Although mitochondrial disorders are clinically heterogeneous, they frequently involve the central nervous system and are among the most common neurogenetic disorders. Identifying the causal genes has benefited enormously from advances in high-throughput sequencing technologies; however, once the defect is known, researchers face the challenge of deciphering the underlying disease mechanism. Here we characterize large biallelic deletions in the region encoding the ATAD3C, ATAD3B and ATAD3A genes. Although high homology complicates genomic analysis of the ATAD3 defects, they can be identified by targeted analysis of standard single nucleotide polymorphism array and whole exome sequencing data. We report deletions that generate chimeric ATAD3B/ATAD3A fusion genes in individuals from four unrelated families with fatal congenital pontocerebellar hypoplasia, whereas a case with genomic rearrangements affecting the ATAD3C/ATAD3B genes on one allele and ATAD3B/ATAD3A genes on the other displays later-onset encephalo…

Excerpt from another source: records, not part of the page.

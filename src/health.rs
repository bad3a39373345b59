//! `GET /health` endpoint handler.
//!
//! Returns a [`HealthResponse`] JSON payload containing the server
//! version, uptime, config source metadata, the state of the reflector
//! directory, and cumulative switch counters.

use std::sync::atomic::Ordering;
use std::sync::Arc;

use axum::extract::State;
use axum::Json;
use serde::{Deserialize, Serialize};

use crate::server::AppState;

#[derive(Serialize, Deserialize)]
pub struct HealthResponse {
    pub status: String,
    pub version: String,
    pub uptime_seconds: u64,
    pub config: ConfigHealth,
    pub directory: DirectoryHealth,
    pub stats: StatsResponse,
}

#[derive(Serialize, Deserialize)]
pub struct ConfigHealth {
    pub source: String,
    pub version: String,
    pub loaded_ago_seconds: u64,
    pub modes: usize,
    pub steps: usize,
}

#[derive(Serialize, Deserialize)]
pub struct DirectoryHealth {
    pub loaded: bool,
    pub records: usize,
    #[serde(default, skip_serializing_if = "Option::is_none")]
    pub origin: Option<String>,
    #[serde(default, skip_serializing_if = "Option::is_none")]
    pub installed_ago_seconds: Option<u64>,
}

#[derive(Serialize, Deserialize)]
pub struct StatsResponse {
    pub switches_succeeded: u64,
    pub switches_failed: u64,
    pub switches_rejected_busy: u64,
    pub requests_invalid: u64,
    pub directory_refreshes: u64,
    pub directory_failures: u64,
    pub config_reloads: u64,
}

pub async fn health_handler(State(state): State<Arc<AppState>>) -> Json<HealthResponse> {
    // Clone Arc<Config> (cheap refcount bump) to release the lock quickly
    let (config, source_name, version_str, loaded_ago) = {
        let loaded = state.config.read().await;
        (
            Arc::clone(&loaded.config),
            loaded.source_name.clone(),
            loaded.version.short().to_string(),
            loaded.loaded_at.elapsed().as_secs(),
        )
    };

    // A missing directory degrades YSF only; the service still reports healthy.
    let directory = state.directory.snapshot().map_or(
        DirectoryHealth {
            loaded: false,
            records: 0,
            origin: None,
            installed_ago_seconds: None,
        },
        |snapshot| DirectoryHealth {
            loaded: true,
            records: snapshot.len(),
            origin: Some(snapshot.origin().to_string()),
            installed_ago_seconds: Some(snapshot.installed_at().elapsed().as_secs()),
        },
    );

    let stats = &state.stats;
    Json(HealthResponse {
        status: "healthy".to_string(),
        version: env!("CARGO_PKG_VERSION").to_string(),
        uptime_seconds: state.start_time.elapsed().as_secs(),
        config: ConfigHealth {
            source: source_name,
            version: version_str,
            loaded_ago_seconds: loaded_ago,
            modes: config.controller.modes.len(),
            steps: config.total_steps(),
        },
        directory,
        stats: StatsResponse {
            switches_succeeded: stats.switched.load(Ordering::Relaxed),
            switches_failed: stats.failed.load(Ordering::Relaxed),
            switches_rejected_busy: stats.busy.load(Ordering::Relaxed),
            requests_invalid: stats.invalid.load(Ordering::Relaxed),
            directory_refreshes: stats.directory_refreshes.load(Ordering::Relaxed),
            directory_failures: stats.directory_failures.load(Ordering::Relaxed),
            config_reloads: stats.config_reloads.load(Ordering::Relaxed),
        },
    })
}
//! Single-flight execution of a link switch.
//!
//! [`Orchestrator::switch_link`] takes the controller gate, builds the plan
//! and runs it step by step. The first failing step ends the sequence;
//! nothing is rolled back, and the error lists the stages that already ran
//! so the operator knows the controller may be half-switched.

use std::sync::Arc;
use std::time::Instant;

use axum::http::StatusCode;
use tokio::sync::Mutex;

use super::executor::CommandExecutor;
use super::plan;
use super::request::ValidatedRequest;
use super::Mode;
use crate::config::model::ControllerConfig;
use crate::directory::DirectoryStore;

#[derive(Debug, Clone, PartialEq, Eq)]
pub struct Connected {
    pub message: String,
    pub completed: Vec<String>,
}

#[derive(Debug, Clone, PartialEq, Eq, thiserror::Error)]
pub enum SwitchError {
    #[error("another link switch is already in progress")]
    Busy,

    #[error("{mode} talkgroup {talkgroup} not found")]
    NotFound { mode: Mode, talkgroup: u32 },

    #[error("reflector directory has not been loaded yet")]
    DirectoryUnavailable,

    #[error("no step table configured for {0}")]
    NotConfigured(Mode),

    #[error("step '{stage}' failed: {detail} (completed before failure: {})", completed_list(.completed))]
    Step {
        stage: String,
        detail: String,
        completed: Vec<String>,
    },
}

fn completed_list(completed: &[String]) -> String {
    if completed.is_empty() {
        "none".to_string()
    } else {
        completed.join(", ")
    }
}

impl SwitchError {
    #[must_use]
    pub const fn status(&self) -> StatusCode {
        match self {
            Self::Busy => StatusCode::CONFLICT,
            Self::NotFound { .. } => StatusCode::NOT_FOUND,
            Self::DirectoryUnavailable => StatusCode::SERVICE_UNAVAILABLE,
            Self::NotConfigured(_) | Self::Step { .. } => StatusCode::INTERNAL_SERVER_ERROR,
        }
    }

    /// Whether controller state may have changed before this error.
    #[must_use]
    pub fn left_partial_state(&self) -> bool {
        matches!(self, Self::Step { completed, .. } if !completed.is_empty())
    }
}

pub type SwitchOutcome = Result<Connected, SwitchError>;

pub struct Orchestrator {
    executor: Arc<dyn CommandExecutor>,
    directory: Arc<DirectoryStore>,
    gate: Mutex<()>,
}

impl Orchestrator {
    #[must_use]
    pub fn new(executor: Arc<dyn CommandExecutor>, directory: Arc<DirectoryStore>) -> Self {
        Self {
            executor,
            directory,
            gate: Mutex::new(()),
        }
    }

    /// Run the switch sequence for `request`. Rejects with
    /// [`SwitchError::Busy`] instead of queueing when another switch holds
    /// the controller.
    pub async fn switch_link(
        &self,
        controller: &ControllerConfig,
        request: &ValidatedRequest,
    ) -> SwitchOutcome {
        let Ok(_guard) = self.gate.try_lock() else {
            tracing::warn!(mode = %request.mode(), "switch rejected, controller busy");
            return Err(SwitchError::Busy);
        };

        let plan = plan::build(controller, request, &self.directory)?;
        let mut completed = Vec::with_capacity(plan.steps.len());

        for step in &plan.steps {
            let start = Instant::now();
            tracing::debug!(stage = %step.stage, command = %step.command, "running step");

            match self.executor.execute(&step.command, step.timeout).await {
                Ok(output) => {
                    tracing::info!(
                        stage = %step.stage,
                        elapsed_ms = elapsed_ms(start),
                        output = %output,
                        "step completed"
                    );
                    completed.push(step.stage.clone());
                }
                Err(e) => {
                    tracing::error!(
                        stage = %step.stage,
                        command = %step.command,
                        elapsed_ms = elapsed_ms(start),
                        completed = completed.len(),
                        error = %e,
                        "step failed, aborting switch"
                    );
                    return Err(SwitchError::Step {
                        stage: step.stage.clone(),
                        detail: e.diagnostic(),
                        completed,
                    });
                }
            }
        }

        Ok(Connected {
            message: plan.confirmation,
            completed,
        })
    }
}

#[allow(clippy::cast_possible_truncation)]
fn elapsed_ms(start: Instant) -> u64 {
    start.elapsed().as_millis() as u64
}
use clap::Parser;

#[tokio::main]
async fn main() {
    let cli = linkswitch::cli::Cli::parse();
    if let Err(e) = linkswitch::cmd::dispatch(cli).await {
        eprintln!("Error: {e}");
        std::process::exit(1);
    }
}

Authors: Desai, R;Frazier, AE;Durigon, R;Patel, H;Jones, AW;Dalla Rosa, I;Lake, NJ;Compton, AG;Mountford, HS;Tucker, EJ;Mitchell, ALR;Jackson, D;Sesay, A;di Re, M;van den Heuvel, LP;Burke, D;Francis, D;Lunke, S;McGillivray, G;Mandelstam, S;Mochel, F;Keren, B;Jardel, C;Turner, AM;Ian Andrews, P;Smeitink, J;Spelbrink, JN;Heales, SJ;Kohda, M;Ohtake, A;Murayama, K;O...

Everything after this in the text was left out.